With corporate climate neutrality claims derided by some as the ‘new world peace’, Mike Scott reports on efforts to call out greenwash and promote scientifically credible action

Sustainability has a new buzz word. Over the past year, companies in sectors ranging from cement to steel, from aviation to oil and gas, have announced they plan to become “net-zero”, usually by 2050. “Net-zero targets are the new ‘world peace’,” says Johan Frijns, director of the NGO BankTrack. “Everyone wants it, but what does it mean?”

The net-zero movement has blown up very quickly, in part because of increased concern from consumers and investors, but mostly because of the 2018 IPCC report, says Thomas Day, a partner at the NewClimate Institute.

In 2018, the Intergovernmental Panel on Climate Change published a report on the impacts of global warming above 1.5C, which warned that to limit average temperature rises to 1.5C above pre-industrial times, net global CO2 emissions need to come down by about 45% from 2010 levels by 2030 and reach “net-zero” by around 2050.

Sub-national governments and corporates have responded with some agility and net-zero has really started to fly

“It became clear that this was the way we were heading,” says Day. “If you look at the momentum, it has suddenly gone through the roof.

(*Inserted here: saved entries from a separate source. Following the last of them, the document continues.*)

//! The instruction behaviors, dispatched from a single match over the
//! [`Function`] catalog.
//!
//! Every behavior goes through the processor's operand paths for its
//! reads and writes, and through the word primitives for arithmetic, so
//! ones-complement edge cases are handled in exactly one place. Jumps
//! resolve their targets through the jump-operand path and suppress the
//! automatic program-counter increment.

use crate::instruction::{J_H1, J_H2, J_S1, J_S2, J_S3, J_S4, J_S5, J_S6};
use crate::runtime::banks::{BankType, BaseRegister, VirtualAddress};
use crate::runtime::functions::Function;
use crate::runtime::interrupts::{
    AddressingExceptionReason, ArithmeticExceptionReason, InvalidInstructionReason,
    MachineInterrupt,
};
use crate::runtime::registers::DesignatorRegister;
use crate::runtime::{OperandFault, OperandResult, Processor, StopReason};
use crate::word::{self, Word36};

/// Feature word and series/model reported by SPID.
const PROCESSOR_FEATURES: u64 = 0o001000;
const PROCESSOR_SERIES: u64 = 0o2200;
const PROCESSOR_MODEL: u64 = 0o31;

/// Sub-functions of the system-call surface that the exec contract
/// defines; anything else is an undefined function code. The semantics
/// live with the exec collaborator, not here.
const SYSC_SUBFUNCTIONS: [u64; 6] = [0o20, 0o21, 0o22, 0o30, 0o31, 0o40];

Sub-national governments and corporates have responded with some agility and net-zero has really started to fly. As soon as one company goes for this, the others follow suit.”

The number of net-zero pledges from cities regions and companies has roughly doubled in less than a year since late 2019. As of October, they cover at least 826 cities, 103 regions, and 1,565 companies across all continents, according to a report from the NewClimate Institute.

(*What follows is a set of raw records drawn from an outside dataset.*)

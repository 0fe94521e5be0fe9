use std::path::PathBuf;

use anyhow::Context;
use clap::{Parser, ValueHint};
use tracing::{debug, info};

use dorado_emulator::loader::{boot, Image};
use dorado_emulator::runtime::registers;

#[derive(Parser, Debug)]
pub struct RunOpt {
    /// Input word-image file
    #[clap(value_parser, value_hint = ValueHint::FilePath)]
    input: PathBuf,

    /// Entry point (octal); defaults to the image's first address
    #[clap(short, long, value_parser = parse_octal)]
    entry: Option<u64>,

    /// Print the register file after the run
    #[clap(short, long)]
    registers: bool,
}

fn parse_octal(field: &str) -> Result<u64, String> {
    u64::from_str_radix(field.trim_start_matches("0o"), 8)
        .map_err(|e| format!("invalid octal value: {e}"))
}

impl RunOpt {
    pub fn exec(self) -> anyhow::Result<()> {
        info!(path = ?self.input, "Reading image");
        let source = std::fs::read_to_string(&self.input)
            .with_context(|| format!("could not read {}", self.input.display()))?;
        let image = Image::parse(&source).context("could not parse image")?;

        debug!(words = image.words.len(), "Booting processor");
        let mut processor = boot(&image, self.entry).context("could not boot image")?;

        info!("Running");
        let (reason, detail) = processor.run();

        let counter = format!(
            "{:06o}",
            processor.program_address_register().program_counter()
        );
        info!(%reason, detail = %detail, pc = %counter, "Processor stopped");

        if let Some(interrupt) = processor.last_interrupt() {
            info!(%interrupt, "Last interrupt delivered");
        }

        if self.registers {
            for register in 0..16 {
                println!(
                    "A{register:<2} {}   X{register:<2} {}   R{register:<2} {}",
                    processor.general_registers().get(registers::A0 + register),
                    processor.general_registers().get(registers::X0 + register),
                    processor.general_registers().get(registers::R0 + register),
                );
            }
        }

        Ok(())
    }
}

Even companies in emissions-intensive and hard-to-abate industries, such as fossil fuels, materials and transportation services, are setting ambitious targets, the institute says.

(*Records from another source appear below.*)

//! The register file: general register set, index-register view,
//! designator register, indicator/key register and program address
//! register.

use bitflags::bitflags;

use crate::runtime::banks::AccessInfo;
use crate::word::{sign_extend_12, sign_extend_18, sign_extend_24, Word36};

//  GRS indices. X, A and R occupy the user band; ER, EX and EA are the
//  exec shadow banks. A0-A3 overlay X12-X15, and EA0-EA3 overlay
//  EX12-EX15, exactly as architected.
pub const X0: u64 = 0;
pub const X11: u64 = 0o13;
pub const X12: u64 = 0o14;
pub const X15: u64 = 0o17;
pub const A0: u64 = 0o14;
pub const A15: u64 = 0o33;
pub const R0: u64 = 0o100;
pub const R15: u64 = 0o117;
pub const ER0: u64 = 0o120;
pub const EX0: u64 = 0o140;
pub const EX1: u64 = 0o141;
pub const EX15: u64 = 0o157;
pub const EA0: u64 = 0o154;

/// Size of the general register set. Consecutive-operand transfers wrap
/// at this boundary.
pub const GRS_SIZE: u64 = 0o200;

/// Display names for every GRS location, by index.
#[rustfmt::skip]
pub const GRS_NAMES: [&str; 128] = [
    "X0",    "X1",    "X2",    "X3",    "X4",    "X5",    "X6",    "X7",
    "X8",    "X9",    "X10",   "X11",   "A0",    "A1",    "A2",    "A3",
    "A4",    "A5",    "A6",    "A7",    "A8",    "A9",    "A10",   "A11",
    "A12",   "A13",   "A14",   "A15",   "UR0",   "UR1",   "UR2",   "UR3",
    "040",   "041",   "042",   "043",   "044",   "045",   "046",   "047",
    "050",   "051",   "052",   "053",   "054",   "055",   "056",   "057",
    "060",   "061",   "062",   "063",   "064",   "065",   "066",   "067",
    "070",   "071",   "072",   "073",   "074",   "075",   "076",   "077",
    "R0",    "R1",    "R2",    "R3",    "R4",    "R5",    "R6",    "R7",
    "R8",    "R9",    "R10",   "R11",   "R12",   "R13",   "R14",   "R15",
    "ER0",   "ER1",   "ER2",   "ER3",   "ER4",   "ER5",   "ER6",   "ER7",
    "ER8",   "ER9",   "ER10",  "ER11",  "ER12",  "ER13",  "ER14",  "ER15",
    "EX0",   "EX1",   "EX2",   "EX3",   "EX4",   "EX5",   "EX6",   "EX7",
    "EX8",   "EX9",   "EX10",  "EX11",  "EA0",   "EA1",   "EA2",   "EA3",
    "EA4",   "EA5",   "EA6",   "EA7",   "EA8",   "EA9",   "EA10",  "EA11",
    "EA12",  "EA13",  "EA14",  "EA15",  "0174",  "0175",  "0176",  "0177",
];

/// The general register set: 128 words, flatly indexed.
#[derive(Clone)]
pub struct GeneralRegisterSet {
    registers: [Word36; GRS_SIZE as usize],
}

impl Default for GeneralRegisterSet {
    fn default() -> Self {
        GeneralRegisterSet {
            registers: [Word36::POSITIVE_ZERO; GRS_SIZE as usize],
        }
    }
}

impl GeneralRegisterSet {
    /// Reads a register.
    ///
    /// # Panics
    ///
    /// Panics on an out-of-range index; callers mask or validate indices
    /// before access, so this is an emulator defect.
    #[must_use]
    pub fn get(&self, index: u64) -> Word36 {
        assert!(index < GRS_SIZE, "GRS index {index:o} out of range");
        self.registers[index as usize]
    }

    /// Writes a register.
    ///
    /// # Panics
    ///
    /// Panics on an out-of-range index.
    pub fn set(&mut self, index: u64, value: Word36) {
        assert!(index < GRS_SIZE, "GRS index {index:o} out of range");
        self.registers[index as usize] = value;
    }

    /// Whether the given access is architecturally allowed at the given
    /// processor privilege. The unassigned band 040-077 is never
    /// accessible; the exec bands require privileged execution.
    #[must_use]
    pub fn access_allowed(index: u64, processor_privilege: u8, write_access: bool) -> bool {
        if index < 0o40 {
            true
        } else if index < 0o100 {
            false
        } else if index < 0o120 {
            true
        } else {
            (write_access && processor_privilege == 0)
                || (!write_access && processor_privilege <= 2)
        }
    }
}

impl std::fmt::Debug for GeneralRegisterSet {
    fn fmt(&self, f: &mut std::fmt::Formatter<'_>) -> std::fmt::Result {
        for row in (0..GRS_SIZE as usize).step_by(8) {
            write!(f, "{:>5}:", GRS_NAMES[row])?;
            for index in row..row + 8 {
                write!(f, " {}", self.registers[index])?;
            }
            writeln!(f)?;
        }
        Ok(())
    }
}

/// A word viewed as an index register: an 18-bit signed increment (XI,
/// upper half) over an 18-bit signed modifier (XM, lower half), with the
/// 12/24-bit split used by executive 24-bit indexing.
#[derive(Debug, Clone, Copy, PartialEq, Eq, Default)]
pub struct IndexRegister(Word36);

impl IndexRegister {
    #[must_use]
    pub const fn new(word: Word36) -> Self {
        IndexRegister(word)
    }

    #[must_use]
    pub const fn word(self) -> Word36 {
        self.0
    }

    #[must_use]
    pub const fn xi(self) -> u64 {
        self.0.h1()
    }

    #[must_use]
    pub const fn xm(self) -> u64 {
        self.0.h2()
    }

    #[must_use]
    pub const fn xi12(self) -> u64 {
        self.0.t1()
    }

    #[must_use]
    pub const fn xm24(self) -> u64 {
        self.0.raw() & 0o000077_777777
    }

    #[must_use]
    pub fn signed_xi(self) -> Word36 {
        Word36::new(sign_extend_18(self.xi()))
    }

    #[must_use]
    pub fn signed_xm(self) -> Word36 {
        Word36::new(sign_extend_18(self.xm()))
    }

    #[must_use]
    pub fn signed_xi12(self) -> Word36 {
        Word36::new(sign_extend_12(self.xi12()))
    }

    #[must_use]
    pub fn signed_xm24(self) -> Word36 {
        Word36::new(sign_extend_24(self.xm24()))
    }

    pub fn set_xi(&mut self, value: u64) {
        self.0.set_h1(value);
    }

    pub fn set_xi12(&mut self, value: u64) {
        self.0.set_t1(value);
    }

    pub fn set_xm(&mut self, value: u64) {
        self.0.set_h2(value);
    }

    pub fn set_xm24(&mut self, value: u64) {
        self.0 = Word36::new((self.0.raw() & 0o777700_000000) | (value & 0o000077_777777));
    }

    /// Adds the signed 18-bit increment to the signed 18-bit modifier.
    pub fn increment_modifier_18(&mut self) {
        let sum = self.signed_xm().add_simple(self.signed_xi());
        self.set_xm(sum.raw());
    }

    /// Subtracts the signed 18-bit increment from the modifier.
    pub fn decrement_modifier_18(&mut self) {
        let sum = self.signed_xm().add_simple(self.signed_xi().negate());
        self.set_xm(sum.raw());
    }

    /// Adds the signed 12-bit increment to the signed 24-bit modifier.
    pub fn increment_modifier_24(&mut self) {
        let sum = self.signed_xm24().add_simple(self.signed_xi12());
        self.set_xm24(sum.raw());
    }
}

bitflags! {
    /// The designator register: processor status bits at their
    /// architectural positions. The two-bit processor-privilege field
    /// (bits 14-15) is carried in the same word and accessed through
    /// [`DesignatorRegister::processor_privilege`].
    #[derive(Debug, Clone, Copy, PartialEq, Eq, Default)]
    pub struct DesignatorRegister: u64 {
        const ACTIVITY_LEVEL_QUEUE_MONITOR       = 1 << 35;
        const FAULT_HANDLING_IN_PROGRESS         = 1 << 29;
        const EXECUTIVE_24_BIT_INDEXING          = 1 << 24;
        const QUANTUM_TIMER_ENABLED              = 1 << 23;
        const DEFERRABLE_INTERRUPT_ENABLED       = 1 << 22;
        const BASIC_MODE                         = 1 << 19;
        const EXEC_REGISTER_SET                  = 1 << 18;
        const CARRY                              = 1 << 17;
        const OVERFLOW                           = 1 << 16;
        const CHARACTERISTIC_UNDERFLOW           = 1 << 14;
        const CHARACTERISTIC_OVERFLOW            = 1 << 13;
        const DIVIDE_CHECK                       = 1 << 12;
        const OPERATION_TRAP_ENABLED             = 1 << 8;
        const ARITHMETIC_EXCEPTION_ENABLED       = 1 << 6;
        const BASIC_MODE_BASE_REGISTER_SELECTION = 1 << 4;
        const QUARTER_WORD_MODE                  = 1 << 3;
    }
}

const PRIVILEGE_SHIFT: u64 = 20;
const PRIVILEGE_MASK: u64 = 0o3 << PRIVILEGE_SHIFT;

impl DesignatorRegister {
    /// Processor privilege, 0 (most privileged) through 3.
    #[must_use]
    pub fn processor_privilege(&self) -> u8 {
        ((self.bits() & PRIVILEGE_MASK) >> PRIVILEGE_SHIFT) as u8
    }

    pub fn set_processor_privilege(&mut self, privilege: u8) {
        let bits =
            (self.bits() & !PRIVILEGE_MASK) | (u64::from(privilege & 0o3) << PRIVILEGE_SHIFT);
        *self = Self::from_bits_retain(bits);
    }

    #[must_use]
    pub fn basic_mode(&self) -> bool {
        self.contains(Self::BASIC_MODE)
    }

    #[must_use]
    pub fn word(&self) -> Word36 {
        Word36::new(self.bits())
    }

    #[must_use]
    pub fn from_word(word: Word36) -> Self {
        Self::from_bits_retain(word.raw())
    }

    pub fn clear(&mut self) {
        *self = Self::from_bits_retain(0);
    }
}

/// The indicator/key register: the access key used for bank permission
/// comparison, plus the condition indicators the processor maintains
/// between instructions.
#[derive(Debug, Clone, Copy, PartialEq, Eq, Default)]
pub struct IndicatorKeyRegister {
    pub access_key: AccessInfo,
    pub short_status: u8,
    pub interrupt_class: u8,
    pub instruction_in_f0: bool,
    pub breakpoint_match: bool,
    pub software_break: bool,
}

impl IndicatorKeyRegister {
    /// Composes the word pushed on the interrupt control stack: short
    /// status in S1, interrupt class in S2, indicator bits in S3, access
    /// key in H2.
    #[must_use]
    pub fn word(&self) -> Word36 {
        let mut word = Word36::POSITIVE_ZERO;
        word.set_s1(u64::from(self.short_status));
        word.set_s2(u64::from(self.interrupt_class));
        let mut indicators = 0;
        if self.instruction_in_f0 {
            indicators |= 0o40;
        }
        if self.breakpoint_match {
            indicators |= 0o20;
        }
        if self.software_break {
            indicators |= 0o10;
        }
        word.set_s3(indicators);
        word.set_h2(self.access_key.as_half_word());
        word
    }

    /// Clears the condition indicators, keeping the access key.
    pub fn clear(&mut self) {
        *self = IndicatorKeyRegister {
            access_key: self.access_key,
            ..IndicatorKeyRegister::default()
        };
    }
}

/// The program address register: bank level and descriptor index in the
/// upper half, program counter in the lower half.
#[derive(Debug, Clone, Copy, PartialEq, Eq, Default)]
pub struct ProgramAddressRegister(Word36);

impl ProgramAddressRegister {
    #[must_use]
    pub const fn word(self) -> Word36 {
        self.0
    }

    pub fn set_word(&mut self, word: Word36) {
        self.0 = word;
    }

    #[must_use]
    pub const fn level(self) -> u64 {
        self.0.raw() >> 33
    }

    #[must_use]
    pub const fn bank_descriptor_index(self) -> u64 {
        self.0.h1() & 0o77777
    }

    #[must_use]
    pub const fn program_counter(self) -> u64 {
        self.0.h2()
    }

    pub fn set_program_counter(&mut self, counter: u64) {
        self.0.set_h2(counter);
    }
}

impl std::fmt::Display for ProgramAddressRegister {
    fn fmt(&self, f: &mut std::fmt::Formatter<'_>) -> std::fmt::Result {
        write!(
            f,
            "{}:{:o}:{:06o}",
            self.level(),
            self.bank_descriptor_index(),
            self.program_counter()
        )
    }
}

#[cfg(test)]
mod tests {
    use super::*;

    #[test]
    fn grs_access_rules() {
        //  user bands
        assert!(GeneralRegisterSet::access_allowed(A0, 3, true));
        assert!(GeneralRegisterSet::access_allowed(R0, 3, true));
        //  unassigned band
        assert!(!GeneralRegisterSet::access_allowed(0o40, 0, false));
        //  exec band: read needs privilege <= 2, write needs 0
        assert!(GeneralRegisterSet::access_allowed(EX0, 2, false));
        assert!(!GeneralRegisterSet::access_allowed(EX0, 3, false));
        assert!(GeneralRegisterSet::access_allowed(EX0, 0, true));
        assert!(!GeneralRegisterSet::access_allowed(EX0, 1, true));
    }

    #[test]
    #[should_panic(expected = "out of range")]
    fn grs_out_of_range_panics() {
        let grs = GeneralRegisterSet::default();
        let _ = grs.get(GRS_SIZE);
    }

    #[test]
    fn index_register_increment_crosses_sign_boundary() {
        //  positive boundary: 0377777 + 1 wraps into negative encoding
        let mut xreg = IndexRegister::default();
        xreg.set_xm(0o377777);
        xreg.set_xi(1);
        xreg.increment_modifier_18();
        assert_eq!(xreg.xm(), 0o400000);

        //  and decrement comes back
        xreg.decrement_modifier_18();
        assert_eq!(xreg.xm(), 0o377777);
    }

    #[test]
    fn index_register_24_bit_increment() {
        let mut xreg = IndexRegister::default();
        xreg.set_xm24(0o37_777777);
        xreg.set_xi12(1);
        xreg.increment_modifier_24();
        assert_eq!(xreg.xm24(), 0o40_000000);
    }

    #[test]
    fn designator_privilege_field() {
        let mut designator = DesignatorRegister::default();
        assert_eq!(designator.processor_privilege(), 0);

        designator.set_processor_privilege(3);
        designator.insert(DesignatorRegister::BASIC_MODE | DesignatorRegister::CARRY);
        assert_eq!(designator.processor_privilege(), 3);
        assert!(designator.basic_mode());

        //  flag operations leave the privilege field alone
        designator.remove(DesignatorRegister::CARRY);
        assert_eq!(designator.processor_privilege(), 3);

        //  word round trip
        let restored = DesignatorRegister::from_word(designator.word());
        assert_eq!(restored, designator);
    }

    #[test]
    fn program_address_register_fields() {
        let mut par = ProgramAddressRegister::default();
        par.set_word(Word36::new(0o200042_001000));
        assert_eq!(par.program_counter(), 0o1000);
        par.set_program_counter(0o1001);
        assert_eq!(par.program_counter(), 0o1001);
    }
}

The problem is that implementation has yet to follow suit, the NewClimate Institute points out. “Only a limited number of subnational governments and companies have developed action plans towards their net-zero targets or incorporated them into binding legislation.”

Emissions-intensive sectors are setting ambitious carbon-reduction targets. (Credit: Pascal Rossignol/Reuters)
 

Only 8% of companies’ net-zero goals include interim targets to chart a decarbonisation pathway, with just a fifth making use of onsite renewable energy generation and 70% relying on renewable energy certificates, which have little impact on the energy transition.

The findings are born out elsewhere. A recent poll of C-suite executives and sustainability professionals by project developer and consultancy South Pole found “a major chasm” between net- zero ambition and concrete action. “Aspirations are high, but action is concerningly low,” says Renat Heuberger, CEO of South Pole. “It’s a big issue that 2050 is 30 years away. There is a risk that announcing targets without corresponding measures starting in 2020 just kicks the can down the road.”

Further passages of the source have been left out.